__WHAT NEEDS TO BE DONE__
For each line of the data below that contains "skipped", return that line.

__Extracted records__
=== Begin Enclosure ===

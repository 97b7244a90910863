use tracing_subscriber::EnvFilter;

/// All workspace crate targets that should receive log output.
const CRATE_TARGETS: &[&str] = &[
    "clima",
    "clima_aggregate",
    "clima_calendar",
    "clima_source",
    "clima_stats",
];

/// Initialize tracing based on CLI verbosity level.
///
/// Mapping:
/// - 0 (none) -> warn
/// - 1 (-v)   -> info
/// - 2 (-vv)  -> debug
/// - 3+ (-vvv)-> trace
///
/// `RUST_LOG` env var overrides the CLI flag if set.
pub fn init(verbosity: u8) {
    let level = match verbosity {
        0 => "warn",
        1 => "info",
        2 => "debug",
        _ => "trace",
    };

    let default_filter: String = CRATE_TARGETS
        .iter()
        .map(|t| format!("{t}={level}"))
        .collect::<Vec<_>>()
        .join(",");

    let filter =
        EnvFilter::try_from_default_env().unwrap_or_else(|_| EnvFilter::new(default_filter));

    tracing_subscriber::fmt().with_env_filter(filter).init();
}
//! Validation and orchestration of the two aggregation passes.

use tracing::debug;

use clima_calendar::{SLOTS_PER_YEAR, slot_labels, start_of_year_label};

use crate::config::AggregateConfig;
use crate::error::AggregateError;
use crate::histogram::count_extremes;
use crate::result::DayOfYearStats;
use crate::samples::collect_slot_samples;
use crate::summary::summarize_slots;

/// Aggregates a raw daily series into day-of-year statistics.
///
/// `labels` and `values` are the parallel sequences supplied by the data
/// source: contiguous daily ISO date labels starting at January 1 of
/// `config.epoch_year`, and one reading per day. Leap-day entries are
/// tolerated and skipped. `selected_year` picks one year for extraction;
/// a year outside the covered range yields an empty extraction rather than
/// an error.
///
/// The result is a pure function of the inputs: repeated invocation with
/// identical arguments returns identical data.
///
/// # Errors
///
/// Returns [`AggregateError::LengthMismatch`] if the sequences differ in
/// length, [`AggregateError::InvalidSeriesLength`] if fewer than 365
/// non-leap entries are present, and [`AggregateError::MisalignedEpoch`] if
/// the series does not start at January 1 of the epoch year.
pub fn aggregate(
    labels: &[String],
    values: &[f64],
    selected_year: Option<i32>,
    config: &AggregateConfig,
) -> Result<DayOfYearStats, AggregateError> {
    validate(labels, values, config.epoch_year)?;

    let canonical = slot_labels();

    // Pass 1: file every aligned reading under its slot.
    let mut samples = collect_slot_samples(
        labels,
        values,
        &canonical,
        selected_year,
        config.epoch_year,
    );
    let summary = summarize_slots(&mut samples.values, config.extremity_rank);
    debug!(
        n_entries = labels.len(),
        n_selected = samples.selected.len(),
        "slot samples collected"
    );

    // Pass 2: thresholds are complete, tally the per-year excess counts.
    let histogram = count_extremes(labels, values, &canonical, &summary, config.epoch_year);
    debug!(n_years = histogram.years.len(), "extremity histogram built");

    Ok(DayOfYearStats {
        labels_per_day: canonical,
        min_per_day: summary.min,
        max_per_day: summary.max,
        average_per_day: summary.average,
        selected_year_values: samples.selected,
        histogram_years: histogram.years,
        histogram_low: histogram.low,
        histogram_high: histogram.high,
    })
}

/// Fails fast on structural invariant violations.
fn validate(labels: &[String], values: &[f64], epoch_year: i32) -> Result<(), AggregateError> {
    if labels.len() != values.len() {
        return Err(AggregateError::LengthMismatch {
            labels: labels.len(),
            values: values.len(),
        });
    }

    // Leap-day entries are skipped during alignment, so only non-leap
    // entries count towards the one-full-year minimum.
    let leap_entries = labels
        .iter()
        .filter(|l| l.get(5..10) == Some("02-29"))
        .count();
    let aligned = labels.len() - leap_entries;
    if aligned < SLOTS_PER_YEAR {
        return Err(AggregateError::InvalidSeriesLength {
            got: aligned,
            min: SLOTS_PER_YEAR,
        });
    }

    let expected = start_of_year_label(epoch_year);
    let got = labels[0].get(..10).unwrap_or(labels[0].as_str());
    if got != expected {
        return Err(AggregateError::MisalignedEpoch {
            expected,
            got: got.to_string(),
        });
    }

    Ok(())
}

=== End Enclosure ===

__THE COMPLETED TASK__
/// tolerated and skipped. `selected_year` picks one year for extraction;
    // Leap-day entries are skipped during alignment, so only non-leap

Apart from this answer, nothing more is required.